In May 2016, hundreds of protestors in the Tibetan town of Tagong covered the streets of their town with a mass of dead fish. The fish had been found floating on the surface of the Liqi river, where a chemical leak from a nearby lithium mine had a disastrous effect on the local ecosystem. The protest was designed to draw attention to one of the world’s most pressing environmental problems, one that is only now beginning to attract some attention as the global demand for lithium has skyrocketed.

Lithium mining can be dangerous to the environment, although it doesn’t necessarily have to be. The main problem, besides the effects of toxic effluence on aquatic eco-systems, is that the process requires using substantial amounts of water. Indeed, in areas where lithium is mined, droughts have been known to occur. The connection here is, however, far from conclusive, but there is no doubt that lithium mining has the potential to be dangerous. And that’s a danger that is only becomes more pressing as the demand for lithium increases.

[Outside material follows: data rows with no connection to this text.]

// src/events/event_bus.rs
//
// Synchronous in-process event bus.
//
// Services emit scrape lifecycle events; observers (run reporting, tests)
// subscribe without the services knowing about them. Handlers run
// immediately, in subscription order, on the emitting thread.

use std::any::{Any, TypeId};
use std::collections::HashMap;
use std::sync::{Arc, RwLock};

use crate::events::DomainEvent;

type EventHandler = Box<dyn Fn(&dyn Any) + Send + Sync>;

pub struct EventBus {
    handlers: RwLock<HashMap<TypeId, Vec<EventHandler>>>,
}

impl EventBus {
    pub fn new() -> Self {
        Self {
            handlers: RwLock::new(HashMap::new()),
        }
    }

    /// Subscribe a handler for one event type. Handlers execute in the
    /// order they were subscribed.
    pub fn subscribe<E, F>(&self, handler: F)
    where
        E: DomainEvent + 'static,
        F: Fn(&E) + Send + Sync + 'static,
    {
        let wrapped: EventHandler = Box::new(move |event: &dyn Any| {
            if let Some(concrete) = event.downcast_ref::<E>() {
                handler(concrete);
            }
        });

        let mut handlers = self.handlers.write().unwrap_or_else(|e| e.into_inner());
        handlers.entry(TypeId::of::<E>()).or_default().push(wrapped);
    }

    /// Emit an event to all subscribed handlers. Emitting with no
    /// subscribers is valid and silent.
    pub fn emit<E>(&self, event: E)
    where
        E: DomainEvent + 'static,
    {
        log::debug!("event {}: {:?}", event.event_type(), event);

        let handlers = self.handlers.read().unwrap_or_else(|e| e.into_inner());
        if let Some(subscribed) = handlers.get(&TypeId::of::<E>()) {
            for handler in subscribed {
                handler(&event);
            }
        }
    }
}

impl Default for EventBus {
    fn default() -> Self {
        Self::new()
    }
}

pub fn create_event_bus() -> Arc<EventBus> {
    Arc::new(EventBus::new())
}
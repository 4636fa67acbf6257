// src/integrations/rotten_tomatoes/mod.rs
//
// Rotten Tomatoes - client-rendered SPA source. Reviews come from four
// listing endpoints whose overlap is resolved by the priority merge.

pub mod client;
pub mod extract;

pub use client::{RottenTomatoesConfig, RottenTomatoesScraper};

#[cfg(test)]
pub(crate) mod test_support {
    // Hand-rolled fakes for the browser port. A FakeElement is a little
    // tree keyed by the exact selector strings the extractor uses; a
    // FakeSession serves per-URL pages whose content can change across
    // scroll stages.

    use async_trait::async_trait;
    use std::collections::HashMap;
    use std::sync::atomic::{AtomicUsize, Ordering};
    use std::sync::Arc;
    use std::time::Duration;

    use crate::error::{AppError, AppResult};
    use crate::integrations::ports::{BrowserDriver, BrowserSession, ElementNode};

    #[derive(Clone, Default)]
    pub struct FakeElement {
        pub text: String,
        pub attrs: HashMap<String, String>,
        pub children: HashMap<String, Vec<FakeElement>>,
    }

    impl FakeElement {
        pub fn new(text: &str) -> Self {
            Self {
                text: text.to_string(),
                ..Default::default()
            }
        }

        pub fn with_attr(mut self, name: &str, value: &str) -> Self {
            self.attrs.insert(name.to_string(), value.to_string());
            self
        }

        pub fn with_child(mut self, selector: &str, child: FakeElement) -> Self {
            self.children.entry(selector.to_string()).or_default().push(child);
            self
        }
    }

    impl ElementNode for FakeElement {
        fn text(&self) -> String {
            self.text.clone()
        }

        fn attr(&self, name: &str) -> Option<String> {
            self.attrs.get(name).cloned()
        }

        fn find(&self, selector: &str) -> Option<Box<dyn ElementNode>> {
            self.children
                .get(selector)
                .and_then(|list| list.first())
                .map(|el| Box::new(el.clone()) as Box<dyn ElementNode>)
        }

        fn find_all(&self, selector: &str) -> Vec<Box<dyn ElementNode>> {
            self.children
                .get(selector)
                .map(|list| {
                    list.iter()
                        .map(|el| Box::new(el.clone()) as Box<dyn ElementNode>)
                        .collect()
                })
                .unwrap_or_default()
        }
    }

    /// Build a review-card element the way the SPA nests its slots.
    pub fn review_card(
        body: &str,
        author: Option<&str>,
        timestamp: Option<&str>,
    ) -> FakeElement {
        let drawer = FakeElement::new(body)
            .with_child(r#"span[slot="content"]"#, FakeElement::new(body));
        let mut card =
            FakeElement::new("").with_child(r#"drawer-more[slot="review"]"#, drawer);
        if let Some(author) = author {
            card = card.with_child(r#"rt-link[slot="name"]"#, FakeElement::new(author));
        }
        if let Some(timestamp) = timestamp {
            card = card.with_child(r#"span[slot="timestamp"]"#, FakeElement::new(timestamp));
        }
        card
    }

    /// One URL's worth of fake page content. `stages` holds the selector
    /// map after each scroll (index clamped to the last entry).
    #[derive(Clone, Default)]
    pub struct FakePage {
        pub title: String,
        pub stages: Vec<HashMap<String, Vec<FakeElement>>>,
        pub heights: Vec<u64>,
    }

    impl FakePage {
        pub fn with_elements(selector: &str, elements: Vec<FakeElement>) -> Self {
            let mut stage = HashMap::new();
            stage.insert(selector.to_string(), elements);
            Self {
                title: String::new(),
                stages: vec![stage],
                heights: vec![1000],
            }
        }

        /// Add another selector's elements to the first stage.
        pub fn and_elements(mut self, selector: &str, elements: Vec<FakeElement>) -> Self {
            if let Some(stage) = self.stages.first_mut() {
                stage.insert(selector.to_string(), elements);
            }
            self
        }

        pub fn empty() -> Self {
            Self {
                title: String::new(),
                stages: vec![HashMap::new()],
                heights: vec![1000],
            }
        }
    }

    pub struct FakeSession {
        pages: HashMap<String, FakePage>,
        current_url: String,
        scroll_stage: usize,
        fail_navigation_containing: Option<String>,
        close_count: Arc<AtomicUsize>,
    }

    impl FakeSession {
        fn current_page(&self) -> Option<&FakePage> {
            // Most specific (longest) URL fragment wins
            self.pages
                .iter()
                .filter(|(url, _)| self.current_url.contains(*url))
                .max_by_key(|(url, _)| url.len())
                .map(|(_, page)| page)
        }

        fn stage_index(&self, len: usize) -> usize {
            self.scroll_stage.min(len.saturating_sub(1))
        }
    }

    #[async_trait]
    impl BrowserSession for FakeSession {
        async fn navigate(&mut self, url: &str) -> AppResult<()> {
            if let Some(marker) = &self.fail_navigation_containing {
                if url.contains(marker.as_str()) {
                    return Err(AppError::Transport("navigation failed".to_string()));
                }
            }
            self.current_url = url.to_string();
            self.scroll_stage = 0;
            Ok(())
        }

        async fn wait_for(&mut self, selector: &str, _timeout: Duration) -> AppResult<bool> {
            Ok(self
                .current_page()
                .map(|page| {
                    let idx = self.stage_index(page.stages.len());
                    page.stages
                        .get(idx)
                        .and_then(|stage| stage.get(selector))
                        .map(|els| !els.is_empty())
                        .unwrap_or(false)
                })
                .unwrap_or(false))
        }

        async fn query(&mut self, selector: &str) -> AppResult<Vec<Box<dyn ElementNode>>> {
            Ok(self
                .current_page()
                .and_then(|page| {
                    let idx = self.stage_index(page.stages.len());
                    page.stages.get(idx).and_then(|stage| stage.get(selector))
                })
                .map(|els| {
                    els.iter()
                        .map(|el| Box::new(el.clone()) as Box<dyn ElementNode>)
                        .collect()
                })
                .unwrap_or_default())
        }

        async fn scroll_to_bottom(&mut self) -> AppResult<()> {
            self.scroll_stage += 1;
            Ok(())
        }

        async fn page_height(&mut self) -> AppResult<u64> {
            Ok(self
                .current_page()
                .map(|page| {
                    let idx = self.stage_index(page.heights.len());
                    page.heights.get(idx).copied().unwrap_or(0)
                })
                .unwrap_or(0))
        }

        async fn page_title(&mut self) -> AppResult<String> {
            Ok(self
                .current_page()
                .map(|page| page.title.clone())
                .unwrap_or_default())
        }

        async fn close(&mut self) -> AppResult<()> {
            self.close_count.fetch_add(1, Ordering::SeqCst);
            Ok(())
        }
    }

    #[derive(Default)]
    pub struct FakeDriver {
        pages: HashMap<String, FakePage>,
        fail_navigation_containing: Option<String>,
        fail_first_opens: usize,
        pub open_count: Arc<AtomicUsize>,
        pub close_count: Arc<AtomicUsize>,
    }

    impl FakeDriver {
        pub fn new() -> Self {
            Self::default()
        }

        /// Serve `page` for any navigated URL containing `url_part`.
        pub fn with_page(mut self, url_part: &str, page: FakePage) -> Self {
            self.pages.insert(url_part.to_string(), page);
            self
        }

        pub fn failing_navigation_containing(mut self, marker: &str) -> Self {
            self.fail_navigation_containing = Some(marker.to_string());
            self
        }

        pub fn failing_first_opens(mut self, count: usize) -> Self {
            self.fail_first_opens = count;
            self
        }

        pub fn opens(&self) -> usize {
            self.open_count.load(Ordering::SeqCst)
        }

        pub fn closes(&self) -> usize {
            self.close_count.load(Ordering::SeqCst)
        }
    }

    #[async_trait]
    impl BrowserDriver for FakeDriver {
        async fn open_session(&self) -> AppResult<Box<dyn BrowserSession>> {
            let opened = self.open_count.fetch_add(1, Ordering::SeqCst);
            if opened < self.fail_first_opens {
                return Err(AppError::ResourceInit("driver refused to start".to_string()));
            }
            Ok(Box::new(FakeSession {
                pages: self.pages.clone(),
                current_url: String::new(),
                scroll_stage: 0,
                fail_navigation_containing: self.fail_navigation_containing.clone(),
                close_count: Arc::clone(&self.close_count),
            }))
        }
    }
}
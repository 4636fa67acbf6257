// src/integrations/imdb/search.rs
//
// Parsing of IMDb find-page markup into identifiers and candidates.
//
// The find page has been redesigned repeatedly; every lookup goes through
// an explicit ordered chain of structural strategies, newest layout first.
// All functions here are pure over the fetched markup.

use regex::Regex;
use scraper::{ElementRef, Html, Selector};

use crate::domain::resolution::CandidateResult;
use crate::integrations::imdb::element_text;

/// How many results the fuzzy stage considers.
pub const MAX_CANDIDATES: usize = 10;

/// How many ancestor levels the released-movie heuristic climbs.
const MAX_ANCESTOR_LEVELS: usize = 10;

struct SearchSelectors {
    testid_result: Selector,
    summary_item_link: Selector,
    any_title_link: Selector,
    candidate_items: Selector,
    candidate_title: Selector,
    candidate_link: Selector,
    candidate_metadata: Selector,
    legacy_result_cells: Selector,
    legacy_link: Selector,
    title_id: Regex,
    year: Regex,
    runtime: Regex,
    runtime_short: Regex,
    rating_blob: Regex,
}

impl Default for SearchSelectors {
    fn default() -> Self {
        Self {
            testid_result: Selector::parse(r#"a[data-testid="search-result-title"]"#).unwrap(),
            summary_item_link: Selector::parse(r#"a[class*="ipc-metadata-list-summary-item__t"]"#)
                .unwrap(),
            any_title_link: Selector::parse(r#"a[href*="/title/tt"]"#).unwrap(),
            candidate_items: Selector::parse("li.ipc-metadata-list-summary-item").unwrap(),
            candidate_title: Selector::parse(r#"h3[class*="ipc-title__text"]"#).unwrap(),
            candidate_link: Selector::parse("a.ipc-lockup-overlay").unwrap(),
            candidate_metadata: Selector::parse("div.cli-title-metadata span").unwrap(),
            legacy_result_cells: Selector::parse("td.result_text").unwrap(),
            legacy_link: Selector::parse("a").unwrap(),
            title_id: Regex::new(r"(tt\d+)").unwrap(),
            year: Regex::new(r"\b(19\d{2}|20\d{2})\b").unwrap(),
            runtime: Regex::new(r"\d+h\s*\d+m").unwrap(),
            runtime_short: Regex::new(r"^\d+m").unwrap(),
            rating_blob: Regex::new(r"\d+\.\d+\(\d+K?\)").unwrap(),
        }
    }
}

/// Try to pull the first confident title id out of a find page.
///
/// Strategy order:
/// 1. the data-testid result link (current layout), year-verified
/// 2. the summary-item link class (slightly older layout)
/// 3. any /title/tt link whose surrounding containers look like a released
///    movie (runtime or rating text nearby); in-development entries carry
///    almost no metadata and are skipped in favor of the next result
pub fn parse_first_result(html: &str, year: Option<i32>) -> Option<String> {
    let doc = Html::parse_document(html);
    let selectors = SearchSelectors::default();

    if let Some(link) = doc.select(&selectors.testid_result).next() {
        if let Some(id) = extract_title_id(&selectors, &link) {
            if year.is_none() || parent_text_mentions_year(&link, year.unwrap()) {
                return Some(id);
            }
            log::debug!("year mismatch on first result {}, trying next strategy", id);
        }
    }

    if let Some(link) = doc.select(&selectors.summary_item_link).next() {
        if let Some(id) = extract_title_id(&selectors, &link) {
            return Some(id);
        }
    }

    scan_title_links(&doc, &selectors, year)
}

fn scan_title_links(doc: &Html, selectors: &SearchSelectors, year: Option<i32>) -> Option<String> {
    let mut fallback: Option<String> = None;

    for link in doc.select(&selectors.any_title_link).take(MAX_CANDIDATES) {
        let Some(id) = extract_title_id(selectors, &link) else {
            continue;
        };

        let mut released = false;
        let mut in_development = false;

        let mut levels = 0;
        for ancestor in link.ancestors() {
            if levels >= MAX_ANCESTOR_LEVELS {
                break;
            }
            levels += 1;

            let Some(container) = ElementRef::wrap(ancestor) else {
                continue;
            };
            let text = element_text(&container);
            if text.len() < 15 {
                continue;
            }

            let has_runtime = selectors.runtime.is_match(&text)
                || selectors.runtime_short.is_match(&text);
            let has_rating =
                selectors.rating_blob.is_match(&text) || text.contains("Metascore");

            if has_runtime || has_rating {
                released = true;
                match year {
                    Some(wanted) if !mentions_year(&text, wanted) => {
                        // Released but the wrong year; move to the next link
                        released = false;
                        in_development = false;
                    }
                    _ => return Some(id),
                }
                break;
            }

            // Short surrounding text with no runtime/rating marks an
            // unreleased entry when a year was requested
            if year.is_some() && text.len() < 50 {
                in_development = true;
                break;
            }
        }

        if in_development {
            log::debug!("skipping in-development result {}", id);
            continue;
        }
        if !released && year.is_none() && fallback.is_none() {
            fallback = Some(id);
        }
    }

    fallback
}

/// Parse all candidates a find page offers, current layout first, falling
/// back to the legacy table layout.
pub fn parse_candidates(html: &str) -> Vec<CandidateResult> {
    let doc = Html::parse_document(html);
    let selectors = SearchSelectors::default();

    let mut candidates = Vec::new();

    for item in doc.select(&selectors.candidate_items) {
        let Some(title_el) = item.select(&selectors.candidate_title).next() else {
            continue;
        };
        let Some(link) = item.select(&selectors.candidate_link).next() else {
            continue;
        };
        let Some(id) = extract_title_id(&selectors, &link) else {
            continue;
        };

        let display_title = element_text(&title_el);
        let year = item
            .select(&selectors.candidate_metadata)
            .next()
            .and_then(|span| parse_year(&selectors, &element_text(&span)))
            .or_else(|| parse_year(&selectors, &display_title));

        candidates.push(CandidateResult {
            display_title,
            external_id: id,
            year,
        });
    }

    if !candidates.is_empty() {
        return candidates;
    }

    for cell in doc.select(&selectors.legacy_result_cells) {
        let Some(link) = cell.select(&selectors.legacy_link).next() else {
            continue;
        };
        let Some(id) = extract_title_id(&selectors, &link) else {
            continue;
        };

        let cell_text = element_text(&cell);
        candidates.push(CandidateResult {
            display_title: element_text(&link),
            external_id: id,
            year: parse_year(&selectors, &cell_text),
        });
    }

    candidates
}

/// Strip a trailing "(1999)" style year decoration for matching purposes.
pub fn strip_year_suffix(display_title: &str) -> String {
    let re = Regex::new(r"\s*\(\d{4}\).*$").unwrap();
    re.replace(display_title, "").to_string()
}

fn extract_title_id(selectors: &SearchSelectors, link: &ElementRef) -> Option<String> {
    let href = link.value().attr("href")?;
    selectors
        .title_id
        .captures(href)
        .map(|caps| caps[1].to_string())
}

fn parent_text_mentions_year(link: &ElementRef, year: i32) -> bool {
    link.ancestors()
        .next()
        .and_then(ElementRef::wrap)
        .map(|parent| mentions_year(&element_text(&parent), year))
        .unwrap_or(false)
}

/// Release years near a result are allowed to be off by one.
fn mentions_year(text: &str, year: i32) -> bool {
    (year - 1..=year + 1).any(|y| text.contains(&y.to_string()))
}

fn parse_year(selectors: &SearchSelectors, text: &str) -> Option<i32> {
    selectors
        .year
        .captures(text)
        .and_then(|caps| caps[1].parse().ok())
}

Powering the Electric Future

The sad irony of this is that this increased demand for lithium is the result of advancements in technology that have mainly been driven by concern for the environment. We’re talking here about batteries, and specifically the lithium-ion and lithium-polymer batteries first developed in the early nineties, and which are now an essential component of many new ‘green’ technologies. Foremost among these technologies has been the development and eventual mass roll-out of electric vehicles. Most car companies have now, under mounting environmental pressure, committed to scrapping production of gas-powered vehicles by around the 2030s. This means that, before very long, the number of electric vehicles – each requiring a very large (although also very efficient) multi-cell lithium-ion battery – will be huge. As we move towards a future of electric cars, there’s going to be a whole load of lithium required to make enough batteries.

Now, this isn’t for a second to say that the rise of the electric vehicle, on balance, has not been a good thing. Whatever the dangers of lithium mining (and we’re still working out precisely what those are) the elimination of the CO2 exhaust fumes from vehicles is sure to make a significant dent in global emissions.

Increased Battery Efficiency as a Solution

As strange as it may seem, it could be that reducing the production of lithium-ion batteries is not the way forward (they are the power source for so much green technology after all) but that producing more efficient batteries is instead the solution. Pale Blue Earth, a company out of Park City, Utah, have, for example, produced USB rechargeable batteries with massively increased efficiency, offering up to a thousand full charge cycles before having to be replaced. These batteries are of course household products (and not those used for cars), but by investing in such technology, the need to be constantly producing new batteries to power other areas of life can be cut. This thereby reduces the global demand for lithium and conserves what we have for the car batteries that will almost certainly be required in abundance into the future.

And the same principle can be extended to those same car batteries. Make them more efficient and increase their longevity and they will need to be replaced far less often. This will in turn reduce the global lithium demand.

However much the adverse effects of lithium mining are a definite concern, li-ion and lithium-polymer batteries are not the enemy. In fact, they could just be the solution.